■ **EXTRACTED RECORDS**:
*** Begin section ***

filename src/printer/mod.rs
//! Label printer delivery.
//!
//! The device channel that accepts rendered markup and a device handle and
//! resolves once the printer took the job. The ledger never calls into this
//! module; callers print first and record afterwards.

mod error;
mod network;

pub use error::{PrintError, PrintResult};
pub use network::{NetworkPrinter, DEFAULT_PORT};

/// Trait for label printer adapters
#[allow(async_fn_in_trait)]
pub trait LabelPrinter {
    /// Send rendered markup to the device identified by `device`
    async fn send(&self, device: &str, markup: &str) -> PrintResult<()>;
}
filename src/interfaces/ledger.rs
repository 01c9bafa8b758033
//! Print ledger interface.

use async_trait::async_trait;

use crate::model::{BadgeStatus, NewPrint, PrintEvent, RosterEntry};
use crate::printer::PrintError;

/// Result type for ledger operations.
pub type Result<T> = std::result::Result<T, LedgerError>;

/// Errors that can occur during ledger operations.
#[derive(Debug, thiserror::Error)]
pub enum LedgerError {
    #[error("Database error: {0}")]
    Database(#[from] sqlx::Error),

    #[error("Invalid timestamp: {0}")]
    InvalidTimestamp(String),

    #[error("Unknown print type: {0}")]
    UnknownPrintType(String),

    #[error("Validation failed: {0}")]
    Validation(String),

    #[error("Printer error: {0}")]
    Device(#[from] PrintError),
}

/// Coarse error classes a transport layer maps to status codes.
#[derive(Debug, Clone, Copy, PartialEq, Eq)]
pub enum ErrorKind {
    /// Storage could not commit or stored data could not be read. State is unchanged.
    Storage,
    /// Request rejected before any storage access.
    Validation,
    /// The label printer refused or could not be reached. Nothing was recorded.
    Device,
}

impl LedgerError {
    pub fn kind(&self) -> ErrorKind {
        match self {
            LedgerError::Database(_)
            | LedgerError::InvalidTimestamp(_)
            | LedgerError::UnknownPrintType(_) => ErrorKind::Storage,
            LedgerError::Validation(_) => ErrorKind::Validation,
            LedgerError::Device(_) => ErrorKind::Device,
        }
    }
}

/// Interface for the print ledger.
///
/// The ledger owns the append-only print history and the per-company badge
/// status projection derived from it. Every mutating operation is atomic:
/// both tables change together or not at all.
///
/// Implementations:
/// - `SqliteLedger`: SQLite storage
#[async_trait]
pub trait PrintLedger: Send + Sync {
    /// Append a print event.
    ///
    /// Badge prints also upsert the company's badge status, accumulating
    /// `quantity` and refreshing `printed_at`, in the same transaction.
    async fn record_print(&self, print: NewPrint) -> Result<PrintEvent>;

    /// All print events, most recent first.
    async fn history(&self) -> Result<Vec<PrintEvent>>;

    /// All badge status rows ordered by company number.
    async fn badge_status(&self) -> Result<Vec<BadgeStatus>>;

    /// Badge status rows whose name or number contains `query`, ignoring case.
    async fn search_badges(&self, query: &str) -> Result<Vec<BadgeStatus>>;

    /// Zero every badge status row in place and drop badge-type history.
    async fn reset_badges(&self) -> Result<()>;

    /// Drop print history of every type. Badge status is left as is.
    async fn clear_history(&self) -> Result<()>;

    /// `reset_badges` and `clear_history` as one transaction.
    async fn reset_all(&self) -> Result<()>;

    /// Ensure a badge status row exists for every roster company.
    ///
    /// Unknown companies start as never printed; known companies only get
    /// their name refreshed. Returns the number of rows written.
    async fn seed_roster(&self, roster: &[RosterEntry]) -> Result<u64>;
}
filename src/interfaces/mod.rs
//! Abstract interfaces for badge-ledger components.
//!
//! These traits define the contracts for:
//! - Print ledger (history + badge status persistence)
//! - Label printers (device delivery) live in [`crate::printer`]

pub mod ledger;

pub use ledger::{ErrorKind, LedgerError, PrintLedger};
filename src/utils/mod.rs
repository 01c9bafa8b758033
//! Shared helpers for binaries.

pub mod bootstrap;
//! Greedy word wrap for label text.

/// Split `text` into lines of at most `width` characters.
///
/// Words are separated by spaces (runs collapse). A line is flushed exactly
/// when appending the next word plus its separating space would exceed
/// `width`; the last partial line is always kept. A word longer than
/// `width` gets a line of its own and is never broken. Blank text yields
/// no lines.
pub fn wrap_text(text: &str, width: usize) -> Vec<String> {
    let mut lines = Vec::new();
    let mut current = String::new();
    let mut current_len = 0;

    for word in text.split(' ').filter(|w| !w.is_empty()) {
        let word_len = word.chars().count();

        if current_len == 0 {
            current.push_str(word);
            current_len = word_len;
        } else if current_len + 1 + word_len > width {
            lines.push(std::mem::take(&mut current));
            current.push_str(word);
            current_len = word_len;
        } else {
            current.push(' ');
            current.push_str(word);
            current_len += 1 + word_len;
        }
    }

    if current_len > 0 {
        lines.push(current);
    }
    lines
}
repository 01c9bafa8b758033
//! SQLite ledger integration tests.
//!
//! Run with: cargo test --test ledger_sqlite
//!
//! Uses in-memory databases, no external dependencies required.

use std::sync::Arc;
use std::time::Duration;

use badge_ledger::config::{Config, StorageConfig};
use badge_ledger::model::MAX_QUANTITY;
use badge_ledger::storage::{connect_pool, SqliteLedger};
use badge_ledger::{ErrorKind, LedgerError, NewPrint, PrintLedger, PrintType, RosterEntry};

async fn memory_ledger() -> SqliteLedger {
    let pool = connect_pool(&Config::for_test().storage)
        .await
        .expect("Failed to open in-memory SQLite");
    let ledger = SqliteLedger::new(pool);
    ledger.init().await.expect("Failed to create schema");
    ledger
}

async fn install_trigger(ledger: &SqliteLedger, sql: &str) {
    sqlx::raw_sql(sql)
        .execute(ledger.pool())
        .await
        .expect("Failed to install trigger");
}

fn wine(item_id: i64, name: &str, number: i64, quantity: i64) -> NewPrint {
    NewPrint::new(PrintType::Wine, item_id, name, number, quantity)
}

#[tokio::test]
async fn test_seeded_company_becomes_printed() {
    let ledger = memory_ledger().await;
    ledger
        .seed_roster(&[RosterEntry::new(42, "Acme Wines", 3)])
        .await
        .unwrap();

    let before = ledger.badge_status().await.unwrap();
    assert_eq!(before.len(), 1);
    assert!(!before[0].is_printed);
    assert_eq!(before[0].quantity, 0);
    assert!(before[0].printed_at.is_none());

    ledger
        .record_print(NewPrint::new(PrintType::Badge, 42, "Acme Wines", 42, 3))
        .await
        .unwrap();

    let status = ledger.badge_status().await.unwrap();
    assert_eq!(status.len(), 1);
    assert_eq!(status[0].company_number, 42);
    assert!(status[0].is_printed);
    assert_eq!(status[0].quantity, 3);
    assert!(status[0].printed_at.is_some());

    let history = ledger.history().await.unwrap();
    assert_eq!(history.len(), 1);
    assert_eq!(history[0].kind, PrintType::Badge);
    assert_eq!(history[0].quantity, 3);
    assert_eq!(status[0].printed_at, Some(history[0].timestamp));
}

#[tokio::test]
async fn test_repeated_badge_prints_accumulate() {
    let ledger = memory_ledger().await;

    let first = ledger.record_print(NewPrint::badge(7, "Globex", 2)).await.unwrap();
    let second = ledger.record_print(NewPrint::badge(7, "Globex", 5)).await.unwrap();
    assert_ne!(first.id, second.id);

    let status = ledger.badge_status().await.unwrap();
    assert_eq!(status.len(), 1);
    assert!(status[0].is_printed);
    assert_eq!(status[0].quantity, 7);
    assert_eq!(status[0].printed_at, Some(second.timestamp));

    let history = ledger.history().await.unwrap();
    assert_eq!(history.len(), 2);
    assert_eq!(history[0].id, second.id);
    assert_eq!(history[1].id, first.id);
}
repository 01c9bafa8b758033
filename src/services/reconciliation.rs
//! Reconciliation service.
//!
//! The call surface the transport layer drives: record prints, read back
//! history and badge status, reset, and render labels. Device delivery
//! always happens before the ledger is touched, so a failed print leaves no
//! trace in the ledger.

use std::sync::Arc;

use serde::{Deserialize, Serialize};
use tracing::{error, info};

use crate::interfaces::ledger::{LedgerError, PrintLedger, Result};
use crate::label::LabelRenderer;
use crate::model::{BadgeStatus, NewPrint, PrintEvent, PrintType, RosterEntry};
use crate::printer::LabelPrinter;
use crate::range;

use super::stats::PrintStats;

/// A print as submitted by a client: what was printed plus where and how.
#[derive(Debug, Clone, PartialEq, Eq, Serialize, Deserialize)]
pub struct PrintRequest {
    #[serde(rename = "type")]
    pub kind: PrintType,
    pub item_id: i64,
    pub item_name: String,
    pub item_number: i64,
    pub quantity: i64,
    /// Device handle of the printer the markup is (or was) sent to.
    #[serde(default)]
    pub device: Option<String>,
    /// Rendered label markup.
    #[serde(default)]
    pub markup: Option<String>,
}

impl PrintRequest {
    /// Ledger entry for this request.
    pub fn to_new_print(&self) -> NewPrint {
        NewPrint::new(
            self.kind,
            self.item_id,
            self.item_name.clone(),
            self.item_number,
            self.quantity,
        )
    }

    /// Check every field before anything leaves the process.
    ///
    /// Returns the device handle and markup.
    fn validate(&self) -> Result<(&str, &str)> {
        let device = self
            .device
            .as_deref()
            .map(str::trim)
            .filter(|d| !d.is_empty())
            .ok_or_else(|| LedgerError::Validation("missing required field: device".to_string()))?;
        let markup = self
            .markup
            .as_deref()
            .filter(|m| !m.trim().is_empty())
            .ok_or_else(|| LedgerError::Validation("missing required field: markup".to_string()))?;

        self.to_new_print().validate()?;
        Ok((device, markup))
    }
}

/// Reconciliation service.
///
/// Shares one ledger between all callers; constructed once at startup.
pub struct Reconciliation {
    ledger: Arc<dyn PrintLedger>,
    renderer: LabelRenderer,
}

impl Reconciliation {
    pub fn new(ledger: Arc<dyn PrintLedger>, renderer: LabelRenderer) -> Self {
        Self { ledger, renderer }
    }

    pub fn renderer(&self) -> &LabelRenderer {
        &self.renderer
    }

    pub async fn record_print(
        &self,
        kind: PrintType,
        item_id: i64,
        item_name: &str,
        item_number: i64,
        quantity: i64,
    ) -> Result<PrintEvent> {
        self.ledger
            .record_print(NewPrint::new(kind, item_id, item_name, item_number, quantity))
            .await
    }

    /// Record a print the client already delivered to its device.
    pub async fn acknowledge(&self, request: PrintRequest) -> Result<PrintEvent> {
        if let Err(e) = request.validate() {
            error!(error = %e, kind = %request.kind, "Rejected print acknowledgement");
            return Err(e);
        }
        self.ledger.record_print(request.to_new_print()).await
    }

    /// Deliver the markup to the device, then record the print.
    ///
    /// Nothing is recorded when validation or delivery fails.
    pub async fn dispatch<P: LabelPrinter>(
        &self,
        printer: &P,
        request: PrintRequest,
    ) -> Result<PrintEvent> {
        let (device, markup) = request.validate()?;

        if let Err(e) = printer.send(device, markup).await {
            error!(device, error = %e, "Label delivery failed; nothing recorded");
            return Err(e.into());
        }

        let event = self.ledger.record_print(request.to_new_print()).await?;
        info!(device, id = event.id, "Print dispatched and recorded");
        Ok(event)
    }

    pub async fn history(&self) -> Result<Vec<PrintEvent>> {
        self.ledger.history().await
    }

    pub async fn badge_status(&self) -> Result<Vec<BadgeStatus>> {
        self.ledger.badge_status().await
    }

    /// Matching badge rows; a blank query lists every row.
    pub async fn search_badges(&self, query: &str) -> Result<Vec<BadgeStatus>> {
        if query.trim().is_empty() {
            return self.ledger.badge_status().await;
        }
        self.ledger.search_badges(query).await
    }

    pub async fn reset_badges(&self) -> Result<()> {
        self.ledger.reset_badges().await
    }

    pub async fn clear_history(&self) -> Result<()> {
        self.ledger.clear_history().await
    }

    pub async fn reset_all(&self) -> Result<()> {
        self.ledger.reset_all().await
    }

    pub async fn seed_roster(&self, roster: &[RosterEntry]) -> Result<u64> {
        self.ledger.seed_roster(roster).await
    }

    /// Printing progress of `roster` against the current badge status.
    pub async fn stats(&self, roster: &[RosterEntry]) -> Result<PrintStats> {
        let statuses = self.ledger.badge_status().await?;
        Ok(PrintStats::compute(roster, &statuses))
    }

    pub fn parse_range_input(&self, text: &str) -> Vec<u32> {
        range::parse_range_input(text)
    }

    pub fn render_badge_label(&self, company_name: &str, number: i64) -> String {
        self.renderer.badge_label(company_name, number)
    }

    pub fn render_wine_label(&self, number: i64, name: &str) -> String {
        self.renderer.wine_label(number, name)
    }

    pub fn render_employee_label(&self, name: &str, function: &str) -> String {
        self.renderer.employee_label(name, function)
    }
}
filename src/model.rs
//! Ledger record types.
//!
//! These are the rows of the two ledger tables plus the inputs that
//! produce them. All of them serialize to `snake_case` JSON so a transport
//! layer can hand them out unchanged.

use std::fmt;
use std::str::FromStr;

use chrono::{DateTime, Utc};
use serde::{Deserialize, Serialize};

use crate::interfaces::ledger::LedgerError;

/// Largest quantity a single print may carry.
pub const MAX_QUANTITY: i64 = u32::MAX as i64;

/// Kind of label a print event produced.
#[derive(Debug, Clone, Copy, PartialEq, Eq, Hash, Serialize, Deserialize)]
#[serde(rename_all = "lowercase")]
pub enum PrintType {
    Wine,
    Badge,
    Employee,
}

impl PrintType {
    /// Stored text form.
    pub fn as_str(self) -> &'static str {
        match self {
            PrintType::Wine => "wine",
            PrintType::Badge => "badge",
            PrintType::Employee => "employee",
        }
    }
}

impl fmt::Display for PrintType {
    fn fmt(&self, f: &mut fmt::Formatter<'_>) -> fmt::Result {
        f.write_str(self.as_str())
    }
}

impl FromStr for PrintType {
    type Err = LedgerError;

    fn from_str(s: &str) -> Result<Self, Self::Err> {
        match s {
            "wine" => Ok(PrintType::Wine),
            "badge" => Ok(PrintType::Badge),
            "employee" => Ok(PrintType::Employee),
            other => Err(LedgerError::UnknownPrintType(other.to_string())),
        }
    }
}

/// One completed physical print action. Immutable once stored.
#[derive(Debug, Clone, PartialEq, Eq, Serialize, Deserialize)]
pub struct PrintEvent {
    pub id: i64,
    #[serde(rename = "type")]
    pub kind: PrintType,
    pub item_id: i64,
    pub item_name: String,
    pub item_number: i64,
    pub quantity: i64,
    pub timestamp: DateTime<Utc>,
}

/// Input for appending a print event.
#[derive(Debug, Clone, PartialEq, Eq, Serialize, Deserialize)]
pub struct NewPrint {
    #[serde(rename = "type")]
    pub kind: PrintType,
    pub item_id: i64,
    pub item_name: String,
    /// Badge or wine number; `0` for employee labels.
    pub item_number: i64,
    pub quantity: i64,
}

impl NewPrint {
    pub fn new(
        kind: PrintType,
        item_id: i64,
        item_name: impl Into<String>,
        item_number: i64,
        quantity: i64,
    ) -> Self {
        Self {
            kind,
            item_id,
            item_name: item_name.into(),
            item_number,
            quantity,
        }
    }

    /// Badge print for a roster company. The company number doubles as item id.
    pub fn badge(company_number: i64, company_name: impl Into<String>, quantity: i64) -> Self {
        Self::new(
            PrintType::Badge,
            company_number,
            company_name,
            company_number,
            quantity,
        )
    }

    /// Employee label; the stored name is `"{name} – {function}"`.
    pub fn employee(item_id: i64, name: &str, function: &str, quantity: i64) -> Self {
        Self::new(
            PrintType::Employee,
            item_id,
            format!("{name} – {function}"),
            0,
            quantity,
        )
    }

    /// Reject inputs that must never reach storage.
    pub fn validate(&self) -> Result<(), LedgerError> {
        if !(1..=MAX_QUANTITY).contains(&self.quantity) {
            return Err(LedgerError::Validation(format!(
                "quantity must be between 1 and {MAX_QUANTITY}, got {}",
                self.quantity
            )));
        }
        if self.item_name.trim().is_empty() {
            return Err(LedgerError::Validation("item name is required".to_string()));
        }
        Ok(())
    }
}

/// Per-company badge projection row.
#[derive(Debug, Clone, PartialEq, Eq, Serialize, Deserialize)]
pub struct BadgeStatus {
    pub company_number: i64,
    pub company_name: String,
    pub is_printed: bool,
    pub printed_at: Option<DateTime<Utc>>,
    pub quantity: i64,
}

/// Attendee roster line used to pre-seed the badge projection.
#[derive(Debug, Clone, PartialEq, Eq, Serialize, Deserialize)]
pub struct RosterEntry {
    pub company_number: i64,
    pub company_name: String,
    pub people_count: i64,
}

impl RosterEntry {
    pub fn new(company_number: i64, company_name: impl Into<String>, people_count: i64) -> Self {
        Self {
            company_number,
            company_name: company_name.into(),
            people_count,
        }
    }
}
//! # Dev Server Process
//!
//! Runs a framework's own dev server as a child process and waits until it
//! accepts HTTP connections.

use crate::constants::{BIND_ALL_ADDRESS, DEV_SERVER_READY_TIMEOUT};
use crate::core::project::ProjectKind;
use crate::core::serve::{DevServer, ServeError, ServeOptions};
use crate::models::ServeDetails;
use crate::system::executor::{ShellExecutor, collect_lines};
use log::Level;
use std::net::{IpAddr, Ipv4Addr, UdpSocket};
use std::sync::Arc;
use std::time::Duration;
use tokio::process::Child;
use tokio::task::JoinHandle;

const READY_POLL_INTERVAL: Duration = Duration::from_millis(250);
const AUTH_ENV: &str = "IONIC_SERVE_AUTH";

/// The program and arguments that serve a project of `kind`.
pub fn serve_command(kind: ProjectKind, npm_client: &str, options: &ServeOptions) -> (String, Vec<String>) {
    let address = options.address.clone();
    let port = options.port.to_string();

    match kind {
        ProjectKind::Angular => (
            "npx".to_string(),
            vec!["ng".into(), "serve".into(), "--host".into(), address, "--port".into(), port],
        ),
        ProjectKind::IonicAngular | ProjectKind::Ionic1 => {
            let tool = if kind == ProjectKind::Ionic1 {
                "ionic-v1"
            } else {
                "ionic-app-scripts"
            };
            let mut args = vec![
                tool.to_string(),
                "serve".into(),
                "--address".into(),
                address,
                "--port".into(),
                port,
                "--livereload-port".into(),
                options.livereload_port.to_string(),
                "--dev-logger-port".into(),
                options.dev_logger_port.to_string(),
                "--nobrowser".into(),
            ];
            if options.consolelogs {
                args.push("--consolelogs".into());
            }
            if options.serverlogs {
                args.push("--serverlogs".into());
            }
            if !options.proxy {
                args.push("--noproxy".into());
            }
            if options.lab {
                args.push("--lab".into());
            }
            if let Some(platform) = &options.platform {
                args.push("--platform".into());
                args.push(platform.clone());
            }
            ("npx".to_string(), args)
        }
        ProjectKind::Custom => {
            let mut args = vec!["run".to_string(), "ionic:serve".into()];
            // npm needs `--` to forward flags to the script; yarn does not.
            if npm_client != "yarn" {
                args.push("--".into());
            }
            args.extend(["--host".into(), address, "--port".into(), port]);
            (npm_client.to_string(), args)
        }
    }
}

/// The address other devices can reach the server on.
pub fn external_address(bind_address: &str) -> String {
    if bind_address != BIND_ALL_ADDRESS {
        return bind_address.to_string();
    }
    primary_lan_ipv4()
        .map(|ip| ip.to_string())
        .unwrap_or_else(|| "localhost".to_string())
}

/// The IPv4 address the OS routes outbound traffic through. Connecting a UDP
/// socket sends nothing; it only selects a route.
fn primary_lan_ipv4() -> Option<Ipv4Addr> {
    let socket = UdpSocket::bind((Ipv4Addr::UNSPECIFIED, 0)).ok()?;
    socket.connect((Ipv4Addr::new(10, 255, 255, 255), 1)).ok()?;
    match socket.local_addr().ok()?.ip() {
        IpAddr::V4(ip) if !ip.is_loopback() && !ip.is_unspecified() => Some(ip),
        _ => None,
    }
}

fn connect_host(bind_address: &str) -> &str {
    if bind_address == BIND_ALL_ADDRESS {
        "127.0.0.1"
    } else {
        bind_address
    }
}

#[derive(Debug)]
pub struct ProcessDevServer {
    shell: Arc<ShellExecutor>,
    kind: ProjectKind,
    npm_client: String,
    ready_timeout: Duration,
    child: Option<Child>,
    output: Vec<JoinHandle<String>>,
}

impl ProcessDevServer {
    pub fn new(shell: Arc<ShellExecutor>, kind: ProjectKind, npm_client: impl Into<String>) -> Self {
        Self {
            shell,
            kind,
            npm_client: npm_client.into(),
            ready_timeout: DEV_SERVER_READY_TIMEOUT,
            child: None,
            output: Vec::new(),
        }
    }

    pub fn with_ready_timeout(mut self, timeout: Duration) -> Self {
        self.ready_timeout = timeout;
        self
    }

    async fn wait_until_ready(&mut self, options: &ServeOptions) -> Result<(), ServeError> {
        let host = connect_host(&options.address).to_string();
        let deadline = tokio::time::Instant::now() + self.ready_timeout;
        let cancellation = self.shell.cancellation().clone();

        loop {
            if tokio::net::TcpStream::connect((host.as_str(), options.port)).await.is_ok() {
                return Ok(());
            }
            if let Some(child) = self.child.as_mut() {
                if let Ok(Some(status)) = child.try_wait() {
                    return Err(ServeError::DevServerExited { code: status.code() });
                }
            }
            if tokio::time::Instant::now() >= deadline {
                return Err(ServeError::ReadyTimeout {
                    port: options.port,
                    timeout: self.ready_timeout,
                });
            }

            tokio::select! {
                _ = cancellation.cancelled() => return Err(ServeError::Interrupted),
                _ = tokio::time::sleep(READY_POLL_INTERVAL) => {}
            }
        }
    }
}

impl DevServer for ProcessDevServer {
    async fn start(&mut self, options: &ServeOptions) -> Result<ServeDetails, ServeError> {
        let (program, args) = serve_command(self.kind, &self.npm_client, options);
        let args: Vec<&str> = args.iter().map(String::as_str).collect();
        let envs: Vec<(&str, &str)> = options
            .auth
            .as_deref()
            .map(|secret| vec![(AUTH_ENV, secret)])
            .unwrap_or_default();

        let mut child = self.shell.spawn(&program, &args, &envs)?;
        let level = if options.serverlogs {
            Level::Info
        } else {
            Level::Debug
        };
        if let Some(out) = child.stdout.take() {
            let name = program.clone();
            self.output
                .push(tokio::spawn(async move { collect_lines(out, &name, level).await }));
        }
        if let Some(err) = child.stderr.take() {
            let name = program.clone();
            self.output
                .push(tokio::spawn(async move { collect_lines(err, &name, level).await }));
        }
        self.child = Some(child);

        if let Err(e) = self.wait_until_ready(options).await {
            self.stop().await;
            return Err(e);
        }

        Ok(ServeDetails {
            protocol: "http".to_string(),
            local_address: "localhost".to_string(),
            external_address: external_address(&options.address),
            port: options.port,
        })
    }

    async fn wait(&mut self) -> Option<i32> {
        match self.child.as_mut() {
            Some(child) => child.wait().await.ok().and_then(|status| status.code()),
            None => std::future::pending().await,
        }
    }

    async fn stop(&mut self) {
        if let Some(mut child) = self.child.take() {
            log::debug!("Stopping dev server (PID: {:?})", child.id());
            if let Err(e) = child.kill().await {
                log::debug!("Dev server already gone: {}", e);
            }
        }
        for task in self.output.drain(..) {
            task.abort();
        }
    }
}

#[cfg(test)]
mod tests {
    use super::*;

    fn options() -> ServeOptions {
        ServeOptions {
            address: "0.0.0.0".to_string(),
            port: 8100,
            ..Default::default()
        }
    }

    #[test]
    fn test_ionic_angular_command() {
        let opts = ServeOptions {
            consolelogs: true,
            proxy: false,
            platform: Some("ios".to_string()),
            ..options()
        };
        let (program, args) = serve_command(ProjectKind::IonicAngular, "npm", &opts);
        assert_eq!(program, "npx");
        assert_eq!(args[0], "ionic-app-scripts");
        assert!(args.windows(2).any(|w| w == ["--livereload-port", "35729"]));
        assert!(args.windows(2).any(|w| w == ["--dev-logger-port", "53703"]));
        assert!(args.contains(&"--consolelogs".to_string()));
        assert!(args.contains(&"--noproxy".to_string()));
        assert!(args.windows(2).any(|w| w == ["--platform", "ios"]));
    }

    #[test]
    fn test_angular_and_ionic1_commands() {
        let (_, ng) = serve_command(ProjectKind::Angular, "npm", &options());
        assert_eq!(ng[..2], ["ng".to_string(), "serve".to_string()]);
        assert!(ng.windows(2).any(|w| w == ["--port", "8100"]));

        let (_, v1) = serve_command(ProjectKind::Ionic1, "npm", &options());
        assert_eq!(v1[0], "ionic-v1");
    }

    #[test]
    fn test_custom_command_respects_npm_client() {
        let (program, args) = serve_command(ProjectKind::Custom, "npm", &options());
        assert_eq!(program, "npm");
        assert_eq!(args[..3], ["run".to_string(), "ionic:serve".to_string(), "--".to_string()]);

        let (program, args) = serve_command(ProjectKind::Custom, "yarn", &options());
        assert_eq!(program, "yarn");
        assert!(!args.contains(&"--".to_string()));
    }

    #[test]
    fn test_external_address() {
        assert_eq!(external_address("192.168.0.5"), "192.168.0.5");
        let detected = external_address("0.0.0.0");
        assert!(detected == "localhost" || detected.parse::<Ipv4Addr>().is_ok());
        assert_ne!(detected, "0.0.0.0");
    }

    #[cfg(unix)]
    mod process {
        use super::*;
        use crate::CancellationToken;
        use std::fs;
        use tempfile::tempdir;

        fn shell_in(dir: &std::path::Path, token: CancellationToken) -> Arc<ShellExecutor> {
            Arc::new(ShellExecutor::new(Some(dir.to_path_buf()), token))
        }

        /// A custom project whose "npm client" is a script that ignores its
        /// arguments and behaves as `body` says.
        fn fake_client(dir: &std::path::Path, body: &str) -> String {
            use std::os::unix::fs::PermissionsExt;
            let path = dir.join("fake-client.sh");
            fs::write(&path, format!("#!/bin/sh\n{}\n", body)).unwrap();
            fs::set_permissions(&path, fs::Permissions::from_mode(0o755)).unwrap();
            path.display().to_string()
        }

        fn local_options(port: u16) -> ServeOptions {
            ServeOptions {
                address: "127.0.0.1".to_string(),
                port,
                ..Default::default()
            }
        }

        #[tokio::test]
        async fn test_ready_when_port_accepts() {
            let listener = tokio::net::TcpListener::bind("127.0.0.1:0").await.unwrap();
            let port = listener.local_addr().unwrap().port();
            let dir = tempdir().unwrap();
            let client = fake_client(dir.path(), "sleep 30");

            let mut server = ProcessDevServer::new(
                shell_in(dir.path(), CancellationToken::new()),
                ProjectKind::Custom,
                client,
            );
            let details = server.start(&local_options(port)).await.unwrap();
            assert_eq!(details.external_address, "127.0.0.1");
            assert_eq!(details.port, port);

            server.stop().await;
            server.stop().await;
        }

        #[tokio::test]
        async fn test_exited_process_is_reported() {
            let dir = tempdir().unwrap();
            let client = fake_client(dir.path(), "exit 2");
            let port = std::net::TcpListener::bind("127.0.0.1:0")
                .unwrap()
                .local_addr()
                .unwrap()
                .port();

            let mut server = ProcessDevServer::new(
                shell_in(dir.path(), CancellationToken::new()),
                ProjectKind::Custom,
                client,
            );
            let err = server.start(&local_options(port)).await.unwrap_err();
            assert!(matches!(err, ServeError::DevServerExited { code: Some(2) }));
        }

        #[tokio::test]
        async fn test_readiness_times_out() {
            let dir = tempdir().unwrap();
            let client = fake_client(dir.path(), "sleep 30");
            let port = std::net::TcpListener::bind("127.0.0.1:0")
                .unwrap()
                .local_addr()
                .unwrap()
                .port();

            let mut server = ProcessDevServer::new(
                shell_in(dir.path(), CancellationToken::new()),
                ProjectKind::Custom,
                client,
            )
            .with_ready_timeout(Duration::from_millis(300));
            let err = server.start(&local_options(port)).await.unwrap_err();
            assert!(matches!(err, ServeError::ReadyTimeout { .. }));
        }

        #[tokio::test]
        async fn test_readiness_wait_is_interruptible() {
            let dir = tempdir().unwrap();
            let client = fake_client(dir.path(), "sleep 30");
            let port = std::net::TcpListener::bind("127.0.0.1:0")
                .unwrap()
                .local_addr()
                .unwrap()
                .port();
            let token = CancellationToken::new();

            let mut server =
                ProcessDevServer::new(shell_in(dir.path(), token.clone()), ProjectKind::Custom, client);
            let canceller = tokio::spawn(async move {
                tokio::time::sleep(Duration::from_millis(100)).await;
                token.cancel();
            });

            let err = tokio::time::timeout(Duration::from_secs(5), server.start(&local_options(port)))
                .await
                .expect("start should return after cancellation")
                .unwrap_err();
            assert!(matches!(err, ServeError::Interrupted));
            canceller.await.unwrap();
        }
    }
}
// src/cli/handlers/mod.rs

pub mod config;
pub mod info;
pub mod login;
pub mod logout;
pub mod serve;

*** End section ***

■ **WORK TO COMPLETE**: Copy out every line in the entries above that holds "interfaces".

■ **RESPONSE**:
filename src/interfaces/ledger.rs
filename src/interfaces/mod.rs
//! Abstract interfaces for badge-ledger components.
use crate::interfaces::ledger::{LedgerError, PrintLedger, Result};
use crate::interfaces::ledger::LedgerError;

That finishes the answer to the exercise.